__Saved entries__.

══════

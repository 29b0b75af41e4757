//! Deterministic exponential backoff for child restarts.

use std::time::Duration;

use crate::constants::{BACKOFF_INITIAL, BACKOFF_MAX};

/// Exponential backoff with a cap and explicit reset.
///
/// `next()` yields `min(initial·2ⁿ, max)` for n = 0, 1, 2, …
/// No jitter; restart schedules must be predictable for operators reading
/// the logs.
#[derive(Debug, Clone)]
pub struct Backoff {
    current: Duration,
    max: Duration,
}

impl Backoff {
    /// Creates a backoff starting at `initial` and capped at `max`.
    #[must_use]
    pub fn new(initial: Duration, max: Duration) -> Self {
        Self {
            current: initial,
            max,
        }
    }

    /// Returns the current delay and doubles it for the next call,
    /// saturating at the maximum.
    pub fn next(&mut self) -> Duration {
        let delay = self.current;
        self.current = (self.current * 2).min(self.max);
        delay
    }

    /// Restores the schedule to the given initial delay.
    pub fn reset(&mut self, initial: Duration) {
        self.current = initial;
    }
}

impl Default for Backoff {
    fn default() -> Self {
        Self::new(BACKOFF_INITIAL, BACKOFF_MAX)
    }
}

#[cfg(test)]
mod tests {
    use super::*;

    #[test]
    fn doubles_until_capped() {
        let mut backoff = Backoff::default();
        let delays: Vec<u64> = (0..7).map(|_| backoff.next().as_secs()).collect();
        assert_eq!(delays, vec![3, 6, 12, 24, 48, 60, 60]);
    }

    #[test]
    fn reset_restores_initial() {
        let mut backoff = Backoff::default();
        backoff.next();
        backoff.next();
        backoff.reset(BACKOFF_INITIAL);
        assert_eq!(backoff.next(), Duration::from_secs(3));
    }

    #[test]
    fn custom_schedule() {
        let mut backoff = Backoff::new(Duration::from_secs(1), Duration::from_secs(4));
        assert_eq!(backoff.next(), Duration::from_secs(1));
        assert_eq!(backoff.next(), Duration::from_secs(2));
        assert_eq!(backoff.next(), Duration::from_secs(4));
        assert_eq!(backoff.next(), Duration::from_secs(4));
    }
}
//! Audio analysis: level metering, peak hold and silence detection.
//!
//! The distributor feeds every PCM block through an [`AnalysisChain`]; each
//! time the meter closes a window, the chain updates the peak holder and the
//! silence detector and yields a [`MeterSnapshot`] for external consumers.

pub mod meter;
pub mod peak_hold;
pub mod silence;

use std::time::Instant;

use serde::Serialize;

pub use meter::{to_db, LevelMeter, Levels};
pub use peak_hold::PeakHold;
pub use silence::{SilenceDetector, SilenceEvent};

use crate::config::SilenceConfig;
use crate::constants::DB_FLOOR;

/// Published metering state, one per closed window.
#[derive(Debug, Clone, Copy, Serialize)]
pub struct MeterSnapshot {
    #[serde(flatten)]
    pub levels: Levels,
    /// Held peaks (dB) for the meter UI.
    pub held_peak_left: f64,
    pub held_peak_right: f64,
    /// Whether confirmed silence is ongoing.
    pub in_silence: bool,
    /// Seconds of ongoing silence (0 when not silent).
    pub silence_duration_secs: f64,
}

impl MeterSnapshot {
    /// The all-quiet snapshot stamped when a capture session starts.
    #[must_use]
    pub fn floor() -> Self {
        Self {
            levels: Levels::floor(),
            held_peak_left: DB_FLOOR,
            held_peak_right: DB_FLOOR,
            in_silence: false,
            silence_duration_secs: 0.0,
        }
    }
}

/// Meter, peak hold and silence detector wired in processing order.
///
/// Owned by one distributor task; constructed fresh for every capture
/// session so silence thresholds are snapshotted per session.
pub struct AnalysisChain {
    meter: LevelMeter,
    peak_hold: PeakHold,
    silence: SilenceDetector,
}

impl AnalysisChain {
    #[must_use]
    pub fn new(silence_cfg: SilenceConfig) -> Self {
        Self {
            meter: LevelMeter::new(),
            peak_hold: PeakHold::new(),
            silence: SilenceDetector::new(silence_cfg),
        }
    }

    /// Feeds one PCM block. Returns the snapshot and silence observation
    /// when this block closed a metering window.
    pub fn process(&mut self, block: &[u8], now: Instant) -> Option<(MeterSnapshot, SilenceEvent)> {
        let levels = self.meter.push(block)?;
        let (held_left, held_right) = self
            .peak_hold
            .update(levels.peak_left, levels.peak_right, now);
        let event = self.silence.update(levels.rms_left, levels.rms_right, now);
        let snapshot = MeterSnapshot {
            levels,
            held_peak_left: held_left,
            held_peak_right: held_right,
            in_silence: event.in_silence,
            silence_duration_secs: if event.in_silence {
                event.duration_secs
            } else {
                0.0
            },
        };
        Some((snapshot, event))
    }
}
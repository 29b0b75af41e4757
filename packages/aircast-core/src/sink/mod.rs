//! Sink supervision: per-sink encoder child processes and their registry.
//!
//! A sink is either a network output (SRT destination) or a local file
//! recorder. Each is driven by exactly one encoder child at a time, owned by
//! a [`SinkSupervisor`]; the [`SinkManager`] keeps the typed registry and
//! fans PCM out to every running sink.

pub mod manager;
pub(crate) mod recorder;
pub mod supervisor;

use serde::Serialize;

pub use manager::SinkManager;
pub use supervisor::{SinkHooks, SinkSupervisor};

/// Sink flavor.
#[derive(Debug, Clone, Copy, PartialEq, Eq, Serialize)]
#[serde(rename_all = "lowercase")]
pub enum SinkKind {
    Output,
    Recording,
}

impl SinkKind {
    /// Log label prefix.
    #[must_use]
    pub const fn label(&self) -> &'static str {
        match self {
            Self::Output => "Output",
            Self::Recording => "Recording",
        }
    }
}

/// Operator-facing snapshot of one sink supervisor.
#[derive(Debug, Clone, Serialize)]
pub struct SinkStatus {
    /// Whether an encoder child is currently attached.
    pub running: bool,
    /// Running and the current child has lived at least 10 s.
    pub stable: bool,
    /// Last human-readable failure, empty when healthy.
    pub last_error: String,
    /// Restart attempts since the last successful run.
    pub retry_count: u32,
    /// Effective retry budget.
    pub max_retries: u32,
    /// The budget is exhausted; only an operator restart revives the sink.
    pub given_up: bool,
}
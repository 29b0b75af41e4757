//! Aircast Core - audio streaming supervision library.
//!
//! This crate captures a stereo PCM stream from one local hardware input,
//! fans the raw samples out to per-sink encoder child processes (SRT network
//! outputs and local file recorders) and runs a co-resident analysis
//! pipeline: level metering, silence detection with hysteresis, and
//! de-duplicated alerting.
//!
//! # Architecture
//!
//! - [`engine`]: capture child supervision and the PCM distributor
//! - [`sink`]: per-sink encoder supervision and the sink registry
//! - [`audio`]: level meter, peak hold and silence detection
//! - [`notify`]: latched silence alerting (webhook, email, alert log)
//! - `retention`: recording retention cleaning
//! - [`config`]: configuration model and shared store
//! - [`backoff`], [`process`]: restart scheduling and child plumbing
//! - [`error`]: centralized error types
//!
//! The control plane (HTTP/WebSocket, persistence, UI) lives outside this
//! crate and drives it exclusively through [`AudioEngine`].

#![warn(clippy::all)]

pub mod audio;
pub mod backoff;
pub mod config;
pub mod constants;
pub mod engine;
pub mod error;
pub mod notify;
pub mod process;
mod retention;
pub mod sink;

// Re-export commonly used types at the crate root
pub use audio::{AnalysisChain, LevelMeter, Levels, MeterSnapshot, PeakHold, SilenceDetector, SilenceEvent};
pub use backoff::Backoff;
pub use config::{
    CaptureConfig, Codec, Config, ConfigStore, NotificationConfig, OutputConfig, RecordingConfig,
    RecordingMode, SilenceConfig, SinkConfig,
};
pub use engine::{AudioEngine, EncoderState, EngineStatus};
pub use error::{AircastError, AircastResult};
pub use notify::{AlertChannel, Notifier};
pub use sink::{SinkKind, SinkManager, SinkStatus, SinkSupervisor};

══════

__Exercise instructions__. Lines that include the word "through" — how many are there in the data? Answer with the number alone.

__Expected answer__. 2